Mary Sano1,2, Carolyn W Zhu1,2,3. 1. Alzheimer Disease Research Center, Department of Psychiatry Icahn School of Medicine at Mount Sinai New York New York USA. 2. James J Peters VAMC Bronx New York USA. 3. Department of Geriatrics and Palliative Medicine Icahn School of Medicine at Mount Sinai New York New York USA.
The work of Schneider and Goldberg focuses on the concept of “Composite” scores as measures for clinical trial outcomes in Alzheimer's disease (AD), with a special emphasis on pre‐symptomatic individuals, who have a biomarker of risk or a marker of pathology.

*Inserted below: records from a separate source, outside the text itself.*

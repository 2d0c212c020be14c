//! Grounding retrieval: embedding backends, the context index, and
//! knowledge-file ingestion.

pub mod embedder;
pub mod knowledge;
pub mod retriever;

pub use embedder::{cosine_similarity, Embedder, Embedding, OpenAiEmbedder};
pub use knowledge::{extract_text, load_docs_from_dir};
pub use retriever::{lexical_rank, ContextIndex, IndexSnapshot, RetrievalMode};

These authors suggest that regulatory authorities are moving toward an imprimatur of cognitive composite as a viable outcome in these relatively asymptomatic individuals. They also suggest that true composites have been proposed for mild cognitive impairment (MCI) but not for early or mild AD. This interpretation of regulatory guidance is truly a “straw man” not embedded in the overwhelming opus of regulatory guidance. Specifically, regulatory agencies look to the work of content experts to define the most important outcomes. In this sense, Schneider and Goldberg have created a false or at least partial narrative around the limited U.S. Food and Drug Administration (FDA) and European Medicines Agency (EMA) guidance.
,Although the authors’ plea to better describe and improve psychometric properties of composites is of course wise, the absence of such information is not proof that existing cognitive composites are not useful. The literature review and supplemental materials focused only on the use of composites in clinical trials. This is unfortunate because most important is capturing meaningful aspects of the disease or “at risk” condition and not just the shortest path to approval. The review excluded theory‐driven composites that have been developed. For example, the Alzheimer Disease Centers (ADC) through the clinical task force have created a consensus on important cognitive domains, which include memory, language, attention, and executive function and although specific tests assessing those domains have changed, the composite should have stability.
Indeed there is collinearity among many of these cognitive domains, but the baseline performance in any domain as well as in the composite is a more potent variable in determining the trajectory than even disease condition. In a report comparing overall cognitive composite and domain‐specific subscores and their progression over time in non‐demented older adults, we observed that composite trajectory (Figure 1) may not perfectly reflect the trajectory of each domain (Figure 2), but it portends the direction of all.
Should a shift in only one domain really be defined as a meaningful outcome?
FIGURE 1
Predicted cognitive composite score, by diabetes status and diagnosis group. Reprinted with permission from Ref. 5
FIGURE 2
Predicted domain specific subscores, by diabetes status and diagnosis group. Reprinted with permission from Ref. 5
Predicted cognitive composite score, by diabetes status and diagnosis group. Reprinted with permission from Ref. 5Predicted domain specific subscores, by diabetes status and diagnosis group. Reprinted with permission from Ref. 5The discussion about “composites” should be driven by what is most important and most clinically meaningful to capture. We respectfully submit that a global impression of disease or risk stage or severity can be accomplished with a composite that captures cognition, behavior, and function. As early as 2011, the National Institute of Health (NIH) and the Alzheimer's Association acknowledged that dementia symptoms included “…cognitive or behavioral (neuropsychiatric) symptoms.”
Since that time, the concept of mild behavioral impairment has been introduced and mild behavioral and psychiatric symptoms have been identified, even among prodromal AD.
,
Subtle but measurable changes in disposition, emotional response, and initiation reflect behaviors that have been noted in asymptomatic individuals can contribute to sensitive composites. Furthermore, there is strong evidence that they are related to the biological and genetic mechanisms that underlie disease.
Subtle changes in function can be measured by assessing completion of high level financial (eg, banking, tax preparation) or operational (eg, driving, use of technology) tasks, even among those with intact cognition. Measures of the rate of adapting to new technologies may also be sensitive measures that could be added to cognitive and behavioral scores to create more comprehensive composites.In recent years, we have seen clinical trials with strong negative effects on the core symptoms of AD, even in mild
,
and prodromal
cases. Current approaches to outcomes in these early disease stages have debated on the meaningfulness of changes on individual components, arguing that there is recovery of mild cognitive deterioration when the drug is stopped but a small and persistent deficit has been measured with continued treatment. Seldom are psychiatric symptoms even measured in the prodromal stage, although some agents have been noted to cause sleep and other psychiatric disturbances. The use of a composite will allow for a more comprehensive assessment of treatment interventions. Given the multiplicity of regional and global positive as well as negative impact on brain with current treatments, it would seem prudent to have a composite that captured all clinically relevant aspects of disease. Whether reversible, or persistent with treatment, these symptoms are the source of burden on patients and families and the constellation should be given weight. The goal of a composite or any outcome should not be to guarantee drug approval with the fewest subjects; rather it should be to identify the most effective and safest impact on disease and risk reduction.